▸ YOUR INSTRUCTIONS:
In the data below, which lines contain "directory"? List them by copying each one.

-- GIVEN DATA follows --

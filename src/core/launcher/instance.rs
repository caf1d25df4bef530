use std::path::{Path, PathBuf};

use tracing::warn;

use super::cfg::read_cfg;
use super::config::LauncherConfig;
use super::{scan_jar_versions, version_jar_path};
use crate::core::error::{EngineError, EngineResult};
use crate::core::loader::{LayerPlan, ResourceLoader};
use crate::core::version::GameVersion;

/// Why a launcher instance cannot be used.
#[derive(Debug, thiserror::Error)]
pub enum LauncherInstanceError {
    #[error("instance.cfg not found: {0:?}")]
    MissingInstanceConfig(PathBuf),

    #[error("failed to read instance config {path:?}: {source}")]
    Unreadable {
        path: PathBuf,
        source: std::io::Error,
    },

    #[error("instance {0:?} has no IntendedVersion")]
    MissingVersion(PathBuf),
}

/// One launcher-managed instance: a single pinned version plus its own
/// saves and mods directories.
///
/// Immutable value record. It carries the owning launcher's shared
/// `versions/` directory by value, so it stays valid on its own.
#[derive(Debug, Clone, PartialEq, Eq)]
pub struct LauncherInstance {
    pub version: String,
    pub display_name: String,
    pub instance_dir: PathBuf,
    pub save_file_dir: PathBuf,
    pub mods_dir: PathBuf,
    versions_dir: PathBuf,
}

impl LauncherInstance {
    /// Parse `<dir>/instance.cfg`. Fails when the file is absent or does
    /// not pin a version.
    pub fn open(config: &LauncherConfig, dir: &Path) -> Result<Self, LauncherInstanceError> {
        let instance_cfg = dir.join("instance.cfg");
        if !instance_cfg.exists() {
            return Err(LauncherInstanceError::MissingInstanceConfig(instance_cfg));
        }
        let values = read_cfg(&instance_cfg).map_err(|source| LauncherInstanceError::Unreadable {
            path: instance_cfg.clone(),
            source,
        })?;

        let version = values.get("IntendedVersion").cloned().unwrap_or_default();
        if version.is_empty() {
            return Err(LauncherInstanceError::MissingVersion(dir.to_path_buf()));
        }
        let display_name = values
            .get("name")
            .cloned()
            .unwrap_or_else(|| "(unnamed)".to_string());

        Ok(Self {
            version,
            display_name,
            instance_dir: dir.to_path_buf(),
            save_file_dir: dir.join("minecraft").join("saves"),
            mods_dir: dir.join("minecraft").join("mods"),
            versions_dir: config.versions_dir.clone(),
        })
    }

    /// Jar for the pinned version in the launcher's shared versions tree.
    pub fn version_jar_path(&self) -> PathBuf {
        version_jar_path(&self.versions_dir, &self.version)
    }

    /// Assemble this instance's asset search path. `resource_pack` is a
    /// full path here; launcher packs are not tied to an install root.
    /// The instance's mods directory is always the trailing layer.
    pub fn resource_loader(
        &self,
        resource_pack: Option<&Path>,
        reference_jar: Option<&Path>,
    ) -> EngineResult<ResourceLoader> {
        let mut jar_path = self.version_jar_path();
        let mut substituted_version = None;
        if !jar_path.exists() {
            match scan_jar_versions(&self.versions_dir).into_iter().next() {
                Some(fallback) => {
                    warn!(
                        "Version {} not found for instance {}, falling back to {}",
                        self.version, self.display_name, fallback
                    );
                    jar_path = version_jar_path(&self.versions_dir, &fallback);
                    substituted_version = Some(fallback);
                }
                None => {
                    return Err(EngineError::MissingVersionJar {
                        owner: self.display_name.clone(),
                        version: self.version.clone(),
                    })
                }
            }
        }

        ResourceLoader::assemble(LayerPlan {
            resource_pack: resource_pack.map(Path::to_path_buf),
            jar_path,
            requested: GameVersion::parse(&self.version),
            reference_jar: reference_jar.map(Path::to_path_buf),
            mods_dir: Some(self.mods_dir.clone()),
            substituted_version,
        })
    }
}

-- GIVEN DATA concluded --
-- GIVEN DATA follows --

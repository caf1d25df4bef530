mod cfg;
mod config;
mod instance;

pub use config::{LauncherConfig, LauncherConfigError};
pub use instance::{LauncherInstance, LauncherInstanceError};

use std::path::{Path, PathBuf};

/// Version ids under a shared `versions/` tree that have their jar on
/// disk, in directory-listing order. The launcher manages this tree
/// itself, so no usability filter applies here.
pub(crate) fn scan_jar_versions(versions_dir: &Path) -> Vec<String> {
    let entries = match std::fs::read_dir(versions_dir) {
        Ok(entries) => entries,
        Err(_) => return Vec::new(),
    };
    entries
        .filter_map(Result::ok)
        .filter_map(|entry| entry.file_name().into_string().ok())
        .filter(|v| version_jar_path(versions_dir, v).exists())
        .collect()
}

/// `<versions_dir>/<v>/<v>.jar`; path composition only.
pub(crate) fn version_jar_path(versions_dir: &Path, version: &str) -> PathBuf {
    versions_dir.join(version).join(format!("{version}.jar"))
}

-- GIVEN DATA concluded --

▸ TASK OUTPUT:
/// `versions/` directory by value, so it stays valid on its own.
    /// The instance's mods directory is always the trailing layer.
/// disk, in directory-listing order. The launcher manages this tree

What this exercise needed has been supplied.